New York Metropolis, US – Because the solar rose over the 5 boroughs of New York Metropolis on Tuesday morning, a sure unstated unease permeated the crisp autumn air.
New Yorkers — each supporters of former President Donald Trump and Vice President Kamala Harris — flooded polling locations early on November 5 as voters in the USA started to duke it out on the poll field.
For some, it was an opportunity to dismantle the established order. For a lot of, it was the election of a lifetime.
New York Metropolis is a Democratic stronghold. In 2020, it voted overwhelmingly towards Trump, serving to to ship present President Joe Biden a crucial election victory.
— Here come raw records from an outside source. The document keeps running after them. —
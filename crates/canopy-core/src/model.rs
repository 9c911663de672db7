//! Content addresses, immutable source-control objects, and inode numbers.

use crate::path::PathComponent;
use serde::de::Error as _;
use serde::{Deserialize, Deserializer, Serialize, Serializer};
use std::fmt;
use std::time::SystemTime;
use thiserror::Error;

/// A fixed-width content address referencing an immutable tree or blob.
#[derive(Clone, Copy, PartialEq, Eq, Hash, PartialOrd, Ord)]
pub struct Hash([u8; Hash::LEN]);

impl Hash {
    pub const LEN: usize = 20;

    pub fn from_bytes(bytes: [u8; Self::LEN]) -> Self {
        Hash(bytes)
    }

    pub fn from_hex(s: &str) -> Result<Self, HashError> {
        let raw = hex::decode(s).map_err(|_| HashError::BadHex(s.to_string()))?;
        let bytes: [u8; Self::LEN] = raw
            .try_into()
            .map_err(|_| HashError::BadLength { got: s.len() / 2 })?;
        Ok(Hash(bytes))
    }

    pub fn as_bytes(&self) -> &[u8; Self::LEN] {
        &self.0
    }

    pub fn to_hex(&self) -> String {
        hex::encode(self.0)
    }
}

impl fmt::Display for Hash {
    fn fmt(&self, f: &mut fmt::Formatter<'_>) -> fmt::Result {
        f.write_str(&self.to_hex())
    }
}

impl fmt::Debug for Hash {
    fn fmt(&self, f: &mut fmt::Formatter<'_>) -> fmt::Result {
        write!(f, "Hash({})", self.to_hex())
    }
}

impl Serialize for Hash {
    fn serialize<S: Serializer>(&self, serializer: S) -> Result<S::Ok, S::Error> {
        serializer.serialize_str(&self.to_hex())
    }
}

impl<'de> Deserialize<'de> for Hash {
    fn deserialize<D: Deserializer<'de>>(deserializer: D) -> Result<Self, D::Error> {
        let s = String::deserialize(deserializer)?;
        Hash::from_hex(&s).map_err(D::Error::custom)
    }
}

#[derive(Debug, Error)]
pub enum HashError {
    #[error("invalid hex in hash: {0:?}")]
    BadHex(String),
    #[error("hash must be {expected} bytes, got {got}", expected = Hash::LEN)]
    BadLength { got: usize },
}

/// A stable 64-bit inode identifier.
///
/// Numbers are allocated monotonically and never reused for the lifetime of
/// a mount. The root and the reserved sentinel directory have fixed values.
#[derive(Clone, Copy, PartialEq, Eq, Hash, PartialOrd, Ord, Serialize, Deserialize)]
pub struct InodeNumber(pub u64);

impl InodeNumber {
    /// The root directory (FUSE convention).
    pub const ROOT: InodeNumber = InodeNumber(1);
    /// The reserved sentinel directory directly under the root.
    pub const RESERVED: InodeNumber = InodeNumber(2);
    /// First number handed out by the allocator.
    pub const FIRST_ALLOCATED: u64 = 3;

    pub fn get(self) -> u64 {
        self.0
    }
}

impl fmt::Display for InodeNumber {
    fn fmt(&self, f: &mut fmt::Formatter<'_>) -> fmt::Result {
        write!(f, "{}", self.0)
    }
}

impl fmt::Debug for InodeNumber {
    fn fmt(&self, f: &mut fmt::Formatter<'_>) -> fmt::Result {
        write!(f, "ino:{}", self.0)
    }
}

/// The type of a source-control tree entry.
#[derive(Debug, Clone, Copy, PartialEq, Eq)]
pub enum TreeEntryKind {
    Regular,
    Executable,
    Symlink,
    Tree,
}

impl TreeEntryKind {
    /// The full st_mode (file type + permission bits) for a freshly
    /// projected entry of this kind.
    pub fn initial_mode(self) -> u32 {
        match self {
            TreeEntryKind::Regular => libc::S_IFREG as u32 | 0o644,
            TreeEntryKind::Executable => libc::S_IFREG as u32 | 0o755,
            TreeEntryKind::Symlink => libc::S_IFLNK as u32 | 0o777,
            TreeEntryKind::Tree => libc::S_IFDIR as u32 | 0o755,
        }
    }

    pub fn is_tree(self) -> bool {
        matches!(self, TreeEntryKind::Tree)
    }
}

/// One child of a source-control [`Tree`].
#[derive(Debug, Clone, PartialEq, Eq)]
pub struct TreeEntry {
    pub name: PathComponent,
    pub kind: TreeEntryKind,
    pub hash: Hash,
}

impl TreeEntry {
    pub fn new(name: PathComponent, kind: TreeEntryKind, hash: Hash) -> Self {
        TreeEntry { name, kind, hash }
    }

    pub fn is_tree(&self) -> bool {
        self.kind.is_tree()
    }
}

/// An immutable source-control directory listing.
///
/// Entries are strictly sorted by name; the diff and checkout merge walks
/// depend on this ordering matching the in-memory entry maps.
#[derive(Debug, Clone)]
pub struct Tree {
    hash: Hash,
    entries: Vec<TreeEntry>,
}

impl Tree {
    pub fn new(hash: Hash, mut entries: Vec<TreeEntry>) -> Self {
        entries.sort_by(|a, b| a.name.cmp(&b.name));
        entries.dedup_by(|a, b| a.name == b.name);
        Tree { hash, entries }
    }

    pub fn hash(&self) -> Hash {
        self.hash
    }

    pub fn entries(&self) -> &[TreeEntry] {
        &self.entries
    }

    pub fn find(&self, name: &PathComponent) -> Option<&TreeEntry> {
        self.entries
            .binary_search_by(|e| e.name.cmp(name))
            .ok()
            .map(|i| &self.entries[i])
    }
}

/// Immutable file contents addressed by hash.
#[derive(Debug, Clone)]
pub struct Blob {
    hash: Hash,
    data: Vec<u8>,
}

impl Blob {
    pub fn new(hash: Hash, data: Vec<u8>) -> Self {
        Blob { hash, data }
    }

    pub fn hash(&self) -> Hash {
        self.hash
    }

    pub fn data(&self) -> &[u8] {
        &self.data
    }

    pub fn len(&self) -> u64 {
        self.data.len() as u64
    }

    pub fn is_empty(&self) -> bool {
        self.data.is_empty()
    }
}

/// Access/change/modification times for one inode.
#[derive(Debug, Clone, Copy, PartialEq, Eq, Serialize, Deserialize)]
pub struct Timestamps {
    pub atime: SystemTime,
    pub mtime: SystemTime,
    pub ctime: SystemTime,
}

impl Timestamps {
    pub fn all(at: SystemTime) -> Self {
        Timestamps {
            atime: at,
            mtime: at,
            ctime: at,
        }
    }

    pub fn now() -> Self {
        Self::all(SystemTime::now())
    }

    /// Bump mtime and ctime after a content or entry change.
    pub fn touch_modified(&mut self, now: SystemTime) {
        self.mtime = now;
        self.ctime = now;
    }
}

#[cfg(test)]
mod tests {
    use super::*;

    fn hash(n: u8) -> Hash {
        Hash::from_bytes([n; Hash::LEN])
    }

    #[test]
    fn hash_hex_round_trip() {
        let h = hash(0xab);
        let parsed = Hash::from_hex(&h.to_hex()).unwrap();
        assert_eq!(h, parsed);
    }

    #[test]
    fn hash_rejects_bad_input() {
        assert!(Hash::from_hex("zz").is_err());
        assert!(Hash::from_hex("abcd").is_err());
    }

    #[test]
    fn tree_sorts_entries() {
        let tree = Tree::new(
            hash(1),
            vec![
                TreeEntry::new("b".parse().unwrap(), TreeEntryKind::Regular, hash(2)),
                TreeEntry::new("a".parse().unwrap(), TreeEntryKind::Regular, hash(3)),
            ],
        );
        let names: Vec<_> = tree.entries().iter().map(|e| e.name.as_str()).collect();
        assert_eq!(names, ["a", "b"]);
    }

    #[test]
    fn tree_find_uses_binary_search() {
        let entries = (0..10u8)
            .map(|i| {
                TreeEntry::new(
                    format!("f{i}").parse().unwrap(),
                    TreeEntryKind::Regular,
                    hash(i),
                )
            })
            .collect();
        let tree = Tree::new(hash(0xff), entries);
        assert_eq!(tree.find(&"f7".parse().unwrap()).unwrap().hash, hash(7));
        assert!(tree.find(&"nope".parse().unwrap()).is_none());
    }

    #[test]
    fn kind_modes() {
        assert_eq!(
            TreeEntryKind::Tree.initial_mode() & libc::S_IFMT as u32,
            libc::S_IFDIR as u32
        );
        assert_eq!(TreeEntryKind::Executable.initial_mode() & 0o777, 0o755);
        assert_eq!(
            TreeEntryKind::Symlink.initial_mode() & libc::S_IFMT as u32,
            libc::S_IFLNK as u32
        );
    }
}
However every of the 5 boroughs has its personal character, and the pockets of voters that make up New York Metropolis paint a way more difficult image of this 12 months’s presidential race.
Within the blue-collar neighbourhood of Ridgewood, a part of the westernmost borough of Queens, 36-year-old hairstylist Adrianne Kuss expressed anxiousness in regards to the election’s eventual final result.
“I really feel nervous,” Kuss advised Al Jazeera moments after casting her vote for Harris on Tuesday morning. “No person ought to be on the fence… Too many issues are at stake.”
Sporting pink hair with matching pink sun shades, cargo pants and boots, Kuss added that the prospect of one other Trump presidency frightened her.
The Republican candidate has pledged to be a dictator “for day one” if re-elected on Tuesday. Kuss additionally identified that Trump has made quite a few anti-transgender and anti-immigrant feedback.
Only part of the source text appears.